Delhi ITAT's Order for National Highways & Infrastructure Development Corp India

The Income Tax Appellate Tribunal’s Delhi Bench ruled that the National Highways & Infrastructure Development Corp. India (NHIDCL) received funds in a fiduciary capacity from the government.

The interest earned on deposits in bank accounts, derived from the funds for infrastructure projects, was deposited into the Consolidated Fund of India.

Yogesh Kumar US (Judicial Member) and B.R.R. Kumar (Accountant Member) highlighted that as NHIDCL is a fully owned company of the Ministry of Road Transport and Highways, it isn’t subject to taxation on the interest income gained from the money kept in bank accounts sourced from the Ministry for national highway and road infrastructure development.

NHIDCL, a wholly government-owned entity formed under the Companies Act, 2013, began its operations on July 18, 2014.

Its primary focus is developing national highways and other infrastructure in the Northeast.

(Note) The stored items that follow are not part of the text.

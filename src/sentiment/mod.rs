//! Sentiment scoring on a common `[-1, 1]` scale.

pub mod normalize;
pub mod polarity;

use serde::{Deserialize, Serialize};
use std::sync::Arc;
use tracing::{debug, warn};

use crate::backends::{Capability, SentimentBackend};
use crate::error::{FeedbackError, Result};
use crate::types::SentimentLabel;
use crate::utils::{clamp_signed_unit, clamp_unit, round3};

pub use polarity::lexical_polarity;

/// Lexical polarity beyond which the fallback leaves neutral
const POLARITY_MARGIN: f64 = 0.1;

#[derive(Debug, Clone, Copy, PartialEq, Serialize, Deserialize)]
pub struct SentimentOutcome {
    pub sentiment: f64,
    pub label: SentimentLabel,
    pub confidence: f64,
}

impl SentimentOutcome {
    pub fn neutral() -> Self {
        Self {
            sentiment: 0.0,
            label: SentimentLabel::Neutral,
            confidence: 0.0,
        }
    }

    /// Clamp and round to output precision.
    pub fn rounded(self) -> Self {
        Self {
            sentiment: round3(clamp_signed_unit(self.sentiment)),
            label: self.label,
            confidence: round3(clamp_unit(self.confidence)),
        }
    }
}

/// Scores text with the configured classifier, or the lexicon heuristic when none is loaded.
#[derive(Debug, Clone)]
pub struct SentimentScorer {
    backend: Capability<dyn SentimentBackend>,
}

impl SentimentScorer {
    pub fn new(backend: Capability<dyn SentimentBackend>) -> Self {
        Self { backend }
    }

    pub fn lexical() -> Self {
        Self::new(Capability::Absent)
    }

    pub fn with_backend(backend: Arc<dyn SentimentBackend>) -> Self {
        Self::new(Capability::Present(backend))
    }

    pub fn uses_model(&self) -> bool {
        self.backend.is_present()
    }

    pub fn backend_name(&self) -> &str {
        match &self.backend {
            Capability::Present(b) => b.name(),
            Capability::Absent => "lexicon",
        }
    }

    /// Score `text`, surfacing backend failures.
    pub async fn try_score(&self, text: &str) -> Result<SentimentOutcome> {
        Ok(self.score_unrounded(text).await?.rounded())
    }

    /// Clamped to range but at full precision.
    pub(crate) async fn score_unrounded(&self, text: &str) -> Result<SentimentOutcome> {
        let outcome = match &self.backend {
            Capability::Present(backend) => {
                let scores = backend.classify(text).await?;
                let best = normalize::best_class(&scores).ok_or_else(|| {
                    FeedbackError::Inference {
                        message: "sentiment backend returned an empty distribution".to_string(),
                    }
                })?;
                let (sentiment, confidence) = normalize::to_scale(best);
                SentimentOutcome {
                    sentiment,
                    label: best.label,
                    confidence,
                }
            }
            Capability::Absent => from_polarity(lexical_polarity(text)),
        };
        debug!(
            "sentiment {:.3} ({}, confidence {:.3})",
            outcome.sentiment, outcome.label, outcome.confidence
        );
        Ok(SentimentOutcome {
            sentiment: clamp_signed_unit(outcome.sentiment),
            label: outcome.label,
            confidence: clamp_unit(outcome.confidence),
        })
    }

    /// Score `text`; any failure yields the neutral outcome.
    pub async fn score(&self, text: &str) -> SentimentOutcome {
        match self.try_score(text).await {
            Ok(outcome) => outcome,
            Err(e) => {
                warn!("Sentiment scoring failed: {}", e);
                SentimentOutcome::neutral()
            }
        }
    }
}

fn from_polarity(polarity: f64) -> SentimentOutcome {
    let polarity = clamp_signed_unit(polarity);
    let label = if polarity > POLARITY_MARGIN {
        SentimentLabel::Positive
    } else if polarity < -POLARITY_MARGIN {
        SentimentLabel::Negative
    } else {
        SentimentLabel::Neutral
    };
    SentimentOutcome {
        sentiment: polarity,
        label,
        confidence: polarity.abs(),
    }
}

#[cfg(test)]
mod tests {
    use super::*;
    use crate::backends::ClassScore;
    use async_trait::async_trait;

    struct FixedBackend(Vec<ClassScore>);

    #[async_trait]
    impl SentimentBackend for FixedBackend {
        async fn classify(&self, _text: &str) -> Result<Vec<ClassScore>> {
            Ok(self.0.clone())
        }

        fn name(&self) -> &str {
            "fixed"
        }
    }

    struct FailingBackend;

    #[async_trait]
    impl SentimentBackend for FailingBackend {
        async fn classify(&self, _text: &str) -> Result<Vec<ClassScore>> {
            Err(FeedbackError::Inference {
                message: "device lost".to_string(),
            })
        }

        fn name(&self) -> &str {
            "failing"
        }
    }

    #[tokio::test]
    async fn lexical_fallback_scores_complaint() {
        let scorer = SentimentScorer::lexical();
        let out = scorer
            .score("This is terrible! The room was dirty and the service was awful. Very urgent issue!")
            .await;
        assert_eq!(out.label, SentimentLabel::Negative);
        assert_eq!(out.sentiment, -0.867);
        assert_eq!(out.confidence, 0.867);
    }

    #[tokio::test]
    async fn lexical_fallback_scores_praise() {
        let out = SentimentScorer::lexical()
            .score("The service was excellent and the room was very clean. Great experience!")
            .await;
        assert_eq!(out.label, SentimentLabel::Positive);
        assert_eq!(out.sentiment, 0.76);
    }

    #[tokio::test]
    async fn weak_polarity_is_neutral() {
        let out = SentimentScorer::lexical().score("Fine location but cold rooms").await;
        assert_eq!(out.label, SentimentLabel::Neutral);
        assert_eq!(out.sentiment, 0.05);
        assert_eq!(out.confidence, 0.05);
    }

    #[tokio::test]
    async fn model_distribution_is_normalized_and_rounded() {
        let scorer = SentimentScorer::with_backend(Arc::new(FixedBackend(vec![
            ClassScore::new(SentimentLabel::Negative, 0.05),
            ClassScore::new(SentimentLabel::Neutral, 0.15),
            ClassScore::new(SentimentLabel::Positive, 0.8),
        ])));
        assert!(scorer.uses_model());
        let out = scorer.score("lovely").await;
        assert_eq!(out.label, SentimentLabel::Positive);
        assert_eq!(out.sentiment, 1.0);
        assert_eq!(out.confidence, 0.8);
    }

    #[tokio::test]
    async fn backend_failure_is_surfaced_by_try_score_only() {
        let scorer = SentimentScorer::with_backend(Arc::new(FailingBackend));
        assert!(scorer.try_score("anything").await.is_err());
        assert_eq!(scorer.score("anything").await, SentimentOutcome::neutral());
    }

    #[tokio::test]
    async fn empty_distribution_is_an_inference_error() {
        let scorer = SentimentScorer::with_backend(Arc::new(FixedBackend(Vec::new())));
        let err = scorer.try_score("x").await.unwrap_err();
        assert!(matches!(err, FeedbackError::Inference { .. }));
    }
}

Throughout the year, NHIDCL earns interest on surplus funds held in banks. The Assessing Officer (AO) added this interest to the assessee’s income, categorizing it as other sources of income under Section 56 of the Income Tax Act.

In response, the assessee presented to the Commissioner of Income Tax (Appeals) that it functions as a key agency for the Government of India. It levies agency charges based on a circular from the Ministry of Road Transport and Highways for services provided to the government.

The government finances the funds for executing road and infrastructure projects. The appellant covers establishment expenses like salary, rent, and other operating costs from agency charges received for supervising and managing assigned highway sections.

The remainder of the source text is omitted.